In one embodiment of the present utility model, the cylindrical piece may be partly formed from composite material 10 and partly formed from another known material, such as another composite material suitable for bonding with composite material 10.

FIG. 2 shows a pressure tower 100 according to the present utility model made from the composite material 10 shown in FIG.

As shown in figure 2, the pressure tower 100 includes an elongated cylindrical support 20, formed from 10 (ten) connected to each other cylindrical pieces of composite material 10, manufactured in the manner described above, and a container or reservoir 30 for fluid connected to the support 20 by means of a truncated cone-shaped connection 40 made of composite material 10, and formed from 2 (two) cylindrical parts connected to each other, made of composite material 10, made in the manner described above.
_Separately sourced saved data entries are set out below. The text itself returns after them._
use std::sync::{Arc, Condvar, Mutex};
use std::time::Duration;

use curl::easy::{Easy2, Handler, List, ReadError, WriteError};

use crate::response::Response;

/// One completed (or in-progress) header group: the response line plus the
/// header fields that followed it, in arrival order. A redirected transfer
/// produces one group per hop.
pub type HeaderGroup = Vec<(String, String)>;

/// Synthetic key under which the `"HTTP/1.1 200 OK"` status line of a
/// group is stored, per §4.3's header sink contract.
pub const RESPONSE_STATUS_KEY: &str = "__RESPONSE_STATUS__";

/// A per-chunk body callback. Invoked with the newly appended region only;
/// must not retain the slice past the call.
pub type StreamSink = Box<dyn FnMut(&[u8]) + Send>;

/// `curl::easy::Handler` implementation that is the sole owner of the
/// accumulating body buffer and redirect-aware header groups for one
/// transfer, in the idiom of `sagebind-isahc`'s `RequestHandler`
/// (examples/other_examples, `634734ca_...src-handler.rs.rs`): the
/// handler itself is the `Write`/`header` sink, not a side channel.
pub struct TransferHandler {
    body: Vec<u8>,
    header_groups: Vec<HeaderGroup>,
    stream_sink: Option<StreamSink>,
    upload_body: Vec<u8>,
    upload_pos: usize,
}

impl TransferHandler {
    fn new(stream_sink: Option<StreamSink>) -> TransferHandler {
        TransferHandler {
            body: Vec::new(),
            header_groups: Vec::new(),
            stream_sink,
            upload_body: Vec::new(),
            upload_pos: 0,
        }
    }

    pub fn body(&self) -> &[u8] {
        &self.body
    }

    pub fn header_groups(&self) -> &[HeaderGroup] {
        &self.header_groups
    }

    /// The final hop's headers, or an empty group if none arrived yet.
    pub fn last_group(&self) -> HeaderGroup {
        self.header_groups.last().cloned().unwrap_or_default()
    }

    fn open_group(&mut self, status_line: &str) {
        let mut group = HeaderGroup::new();
        group.push((RESPONSE_STATUS_KEY.to_string(), status_line.to_string()));
        self.header_groups.push(group);
    }

    fn push_header(&mut self, name: &str, value: &str) {
        if let Some(group) = self.header_groups.last_mut() {
            group.push((name.to_string(), value.to_string()));
        }
    }

    /// Feed the bytes a PUT upload will read out through `read()`, per
    /// §4.5's "POST/PUT attach an in-memory body buffer" contract.
    fn set_upload_body(&mut self, body: Vec<u8>) {
        self.upload_body = body;
        self.upload_pos = 0;
    }
}

impl Handler for TransferHandler {
    fn write(&mut self, data: &[u8]) -> Result<usize, WriteError> {
        let start = self.body.len();
        self.body.extend_from_slice(data);

        if let Some(sink) = self.stream_sink.as_mut() {
            sink(&self.body[start..]);
        }

        Ok(data.len())
    }

    fn read(&mut self, into: &mut [u8]) -> Result<usize, ReadError> {
        let remaining = &self.upload_body[self.upload_pos..];
        let n = remaining.len().min(into.len());
        into[..n].copy_from_slice(&remaining[..n]);
        self.upload_pos += n;
        Ok(n)
    }

    fn header(&mut self, data: &[u8]) -> bool {
        // Trailing "\r\n" (or bare "\n") is stripped; lines without a
        // colon are ignored, except the "HTTP/" status line which opens
        // a new header group (§4.3).
        let line = String::from_utf8_lossy(data);
        let trimmed = line.trim_end_matches(['\r', '\n']);

        if trimmed.starts_with("HTTP/") {
            self.open_group(trimmed);
            return true;
        }

        if let Some(colon) = trimmed.find(':') {
            let name = &trimmed[..colon];
            // only a single leading space after the colon is trimmed,
            // per §4.3 / P5.
            let value = trimmed[colon + 1..].strip_prefix(' ').unwrap_or(&trimmed[colon + 1..]);
            self.push_header(name, value);
        }

        true
    }
}

/// Write-once, read-once handoff from the Engine thread to the blocked
/// caller. Modelled on `queen_io::poll::Poll`'s internal
/// `Mutex<()>` + `Condvar` sequencing, generalised to carry a value.
pub struct OneShot<T> {
    lock: Mutex<Option<T>>,
    condvar: Condvar,
}

impl<T> OneShot<T> {
    pub fn new() -> OneShot<T> {
        OneShot {
            lock: Mutex::new(None),
            condvar: Condvar::new(),
        }
    }

    /// Fulfil the slot. Panics (in debug) if called twice; production
    /// builds silently keep the first value, since I4 guarantees the
    /// Engine only ever calls this once per request.
    pub fn send(&self, value: T) {
        let mut guard = self.lock.lock().unwrap_or_else(|e| e.into_inner());
        debug_assert!(guard.is_none(), "one-shot slot fulfilled twice");
        if guard.is_none() {
            *guard = Some(value);
        }
        self.condvar.notify_one();
    }

    /// Block until fulfilled.
    pub fn recv(&self) -> T {
        let mut guard = self.lock.lock().unwrap_or_else(|e| e.into_inner());
        while guard.is_none() {
            guard = self
                .condvar
                .wait(guard)
                .unwrap_or_else(|e| e.into_inner());
        }
        guard.take().expect("one-shot slot fulfilled")
    }
}

/// Everything needed to configure one HTTP exchange. Built by the facade
/// (`crate::client`), consumed by [`TransferRequest::new`].
pub struct RequestSpec {
    pub url: String,
    pub method: Method,
    pub headers: Vec<(String, String)>,
    pub body: Option<Vec<u8>>,
    pub connect_timeout: Option<Duration>,
    pub overall_timeout: Option<Duration>,
    pub follow_redirects: bool,
    pub verify_peer: bool,
    pub ca_bundle_path: Option<String>,
    pub keep_alive: bool,
    pub proxy: Option<ProxySpec>,
    pub stream_sink: Option<StreamSink>,
}

#[derive(Clone, Debug)]
pub enum Method {
    Get,
    Head,
    Post,
    Put,
    Delete,
}

#[derive(Clone, Debug)]
pub struct ProxySpec {
    pub host: String,
    pub port: u16,
    pub username: Option<String>,
    pub password: Option<String>,
}

/// One HTTP exchange in flight. Owns the native transfer handle
/// (`curl::easy::Easy2<TransferHandler>`) until the Engine attaches it to
/// the multiplexer; ownership then moves into the Engine's in-flight
/// table (§3, I1).
pub struct TransferRequest {
    pub(crate) easy: Easy2<TransferHandler>,
    pub(crate) url: String,
    pub(crate) result_slot: Arc<OneShot<Response>>,
}

impl TransferRequest {
    pub fn new(spec: RequestSpec) -> Result<TransferRequest, curl::Error> {
        let url = spec.url.clone();
        let mut easy = Easy2::new(TransferHandler::new(spec.stream_sink));

        easy.url(&spec.url)?;
        easy.signal(false)?;

        match spec.method {
            Method::Get => {
                easy.get(true)?;
            }
            Method::Head => {
                easy.nobody(true)?;
            }
            Method::Post => {
                easy.post(true)?;
                if let Some(body) = &spec.body {
                    easy.post_field_size(body.len() as u64)?;
                    easy.post_fields_copy(body)?;
                }
            }
            Method::Put => {
                easy.upload(true)?;
                if let Some(body) = &spec.body {
                    easy.in_filesize(body.len() as u64)?;
                    easy.get_mut().set_upload_body(body.clone());
                }
            }
            Method::Delete => {
                easy.custom_request("DELETE")?;
            }
        }

        if !spec.headers.is_empty() {
            let mut list = List::new();
            for (name, value) in &spec.headers {
                list.append(&format!("{name}: {value}"))?;
            }
            easy.http_headers(list)?;
        }

        easy.follow_location(spec.follow_redirects)?;
        easy.ssl_verify_peer(spec.verify_peer)?;
        easy.ssl_verify_host(spec.verify_peer)?;

        if let Some(ca) = &spec.ca_bundle_path {
            easy.cainfo(ca)?;
        }

        if let Some(timeout) = spec.connect_timeout {
            easy.connect_timeout(timeout)?;
        }

        if let Some(timeout) = spec.overall_timeout {
            easy.timeout(timeout)?;
        }

        if !spec.keep_alive {
            easy.forbid_reuse(true)?;
        }

        if let Some(proxy) = &spec.proxy {
            easy.proxy(&proxy.host)?;
            easy.proxy_port(proxy.port)?;
            if let (Some(user), Some(pass)) = (&proxy.username, &proxy.password) {
                easy.proxy_username(user)?;
                easy.proxy_password(pass)?;
            }
        }

        Ok(TransferRequest {
            easy,
            url,
            result_slot: Arc::new(OneShot::new()),
        })
    }

    pub fn result_slot(&self) -> Arc<OneShot<Response>> {
        self.result_slot.clone()
    }
}

#[cfg(test)]
mod tests {
    use super::*;

    #[test]
    fn header_line_trims_single_leading_space_and_crlf() {
        let mut handler = TransferHandler::new(None);
        handler.open_group("HTTP/1.1 200 OK");
        handler.header(b"X-Foo:  bar\r\n");

        assert_eq!(
            handler.last_group(),
            vec![
                (RESPONSE_STATUS_KEY.to_string(), "HTTP/1.1 200 OK".to_string()),
                ("X-Foo".to_string(), " bar".to_string()),
            ]
        );
    }

    #[test]
    fn header_without_colon_is_ignored() {
        let mut handler = TransferHandler::new(None);
        handler.open_group("HTTP/1.1 200 OK");
        handler.header(b"not-a-header-line\n");

        assert_eq!(handler.last_group().len(), 1);
    }

    #[test]
    fn redirect_chain_produces_one_group_per_hop() {
        let mut handler = TransferHandler::new(None);

        handler.open_group("HTTP/1.1 301 Moved Permanently");
        handler.header(b"Location: https://example.test/b\r\n");

        handler.open_group("HTTP/1.1 302 Found");
        handler.header(b"Location: https://example.test/c\r\n");

        handler.open_group("HTTP/1.1 200 OK");
        handler.header(b"Content-Length: 5\r\n");

        assert_eq!(handler.header_groups().len(), 3);
        assert_eq!(
            handler.last_group(),
            vec![
                (RESPONSE_STATUS_KEY.to_string(), "HTTP/1.1 200 OK".to_string()),
                ("Content-Length".to_string(), "5".to_string()),
            ]
        );
    }

    #[test]
    fn upload_body_is_read_out_in_full_across_short_reads() {
        let mut handler = TransferHandler::new(None);
        handler.set_upload_body(b"hello, world".to_vec());

        let mut out = Vec::new();
        let mut buf = [0u8; 5];
        loop {
            let n = handler.read(&mut buf).expect("read");
            if n == 0 {
                break;
            }
            out.extend_from_slice(&buf[..n]);
        }

        assert_eq!(out, b"hello, world");
    }

    #[test]
    fn one_shot_delivers_exactly_once() {
        use std::sync::Arc;
        use std::thread;

        let slot = Arc::new(OneShot::new());
        let producer = slot.clone();

        let handle = thread::spawn(move || {
            producer.send(42u32);
        });

        assert_eq!(slot.recv(), 42);
        handle.join().unwrap();
    }
}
In one of the embodiments of the present utility model, the support 10 in the pressure tower can be formed from one of the above-described cylindrical pieces of composite material 10 or at least two of the above-described cylindrical pieces of composite material 10 connected to each other, in particular from two, three, four , five, six, seven, eight, nine, ten or more such cylindrical parts connected to each other, depending on the height at which the fluid reservoir 30 must be located in relation to the surface on which the pressure tower 100 is installed.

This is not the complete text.